I have one more quick question that I can't seem to solve, is there a way to specify which civilizations and leaders each player should get when playing a quickstart game?

To expand on why I need this: The authors of the original paper gathered data only for Frederick vs. Washington and Gandhi vs. Genghis Kahn. In order to reproduce their results and build upon them I would need to perform the same experiments which require playing approximately 100 games with each of these pairs, where the RL Agent is playing as the first leader and the computer AI is playing as the second one. Even if I remove all leaders except the two that I want from the XML the game will still assign civilizations randomly so approximately 50% of the time my model will play as the wrong civilization. I would need a way to tell the game to always assign CvilizationTypes 0 to PlayerTypes 0 and 1 to 1 but I couldn't find the code that does this at game start. Note that I have autorun = 1 in my .ini file so both players are considered AI players and setting the "bPlayable" tag to 0 in the XML file won't do anything.
 
Maybe you could hack it into CvInitCore::setLeader and setCiv. The game setup screens in the EXE call those functions. Other code might, too, but, if, in your mod, player 0 is only ever supposed to be leader X and civ Y, I guess it can't hurt to always change eCiv and eLeader through a switch(eID) block in those functions, i.e. to set those variables based on the player ID.

Hm, I've never actually tried AutoRun via CivilizationIV.ini; I've always been using the AI Auto Play mod instead. The standard version of that mod has the flaw that the handicap of the human player does not get set to the AI handicap when Auto Play is started, i.e. in a game started on Prince difficulty, the handicap of player 0 will remain Prince when Auto Play is started while the other civs play on the default AI player handicap Noble. A lesser problem is that player options set on the Options screen (Ctrl+O or via the opening menu) continue to apply – only to player 0 – once AI Auto Play starts. This is relevant e.g. for the "Workers Leave Forests" option. I've just run a quick test with AutoRun, and it seems to have the same issues. I've set a breakpoint in CvInitCore::setHandicap to check which handicaps get set. The handicaps are not an issue, I think, if Noble is chosen during game setup. Then all player handicaps will be Noble (except for the Barbarian player at Chieftain) and the game handicap (which applies AI freebies and discounts and affects Barbarian activity) is also Noble. (When playing on Noble, AI Auto Play works fine too.) I guess player options affecting AI behavior aren't really a problem either if player 0 gets completely novel AI behavior anyway (RL agent). Which is to say, the RL code probably doesn't check PLAYEROPTION_LEAVE_FORESTS anyway. I guess you could just uncheck all "behavioral" options on the options screen to be on the safe side; or perhaps you have done so already. :think: Can't think of other pitfalls with AutoRun.

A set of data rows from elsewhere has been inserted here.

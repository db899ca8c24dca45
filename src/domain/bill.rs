use super::money::BillAmount;
use serde::Serialize;

/// Whether the screen currently holds a validated bill amount.
///
/// `NoBill` is the initial state. A successful parse moves to (or replaces)
/// `HasBill`; clearing returns to `NoBill`. Failed validation never transitions.
#[derive(Debug, Clone, Copy, PartialEq, Default, Serialize)]
#[serde(tag = "state", content = "amount", rename_all = "snake_case")]
pub enum BillState {
    #[default]
    NoBill,
    HasBill(BillAmount),
}

impl BillState {
    pub fn amount(&self) -> Option<BillAmount> {
        match self {
            BillState::NoBill => None,
            BillState::HasBill(amount) => Some(*amount),
        }
    }

    pub fn has_bill(&self) -> bool {
        matches!(self, BillState::HasBill(_))
    }
}

impl From<Option<BillAmount>> for BillState {
    fn from(amount: Option<BillAmount>) -> Self {
        amount.map_or(BillState::NoBill, BillState::HasBill)
    }
}

#[cfg(test)]
mod tests {
    use super::*;
    use rust_decimal_macros::dec;

    #[test]
    fn test_default_is_no_bill() {
        let state = BillState::default();
        assert_eq!(state, BillState::NoBill);
        assert!(!state.has_bill());
        assert!(state.amount().is_none());
    }

    #[test]
    fn test_has_bill_exposes_amount() {
        let state = BillState::from(Some(BillAmount::new(dec!(12.5))));
        assert!(state.has_bill());
        assert_eq!(state.amount().unwrap().value(), dec!(12.5));
    }

    #[test]
    fn test_serialization_is_tagged() {
        let json = serde_json::to_string(&BillState::NoBill).unwrap();
        assert_eq!(json, r#"{"state":"no_bill"}"#);
    }
}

Quick Start – isn't that a Civ 3 thing? Civ 4 has "Play Now!", but that doesn't immediately launch a game. Edit: Oh, it's in the INI file, I see. Another one I've never tried. Maybe the QuickStart handicap will only ever be Noble anyway; or, with QuickStart, the proper player handicap will actually get assigned even if that's not Noble. Presumably, when avoiding the game setup screens through QuickStart, player 0 never gets set to 'human' in the first place. I did just set a breakpoint in setLeader, and that function does get called when using QuickStart. So setting the desired leaders there might indeed work.
 
Last edited:
Hacking the enums directly into CvInitCore::setLeader and CvInitCore::setCiv worked! I was afraid it would mess up something later on but it looks fine.

As far as the rest is concerned, inside the .ini there is a bunch of settings that are applied for QuickPlay games, one of which is the handicap but I'm not sure if this is applied only to human players or also to the AI. The RL Agent actually makes use of a lot of the default AI's code to shrink the action space and perform only macro-decisions so it might be relevant enough to keep an eye on it, thanks for the heads-up.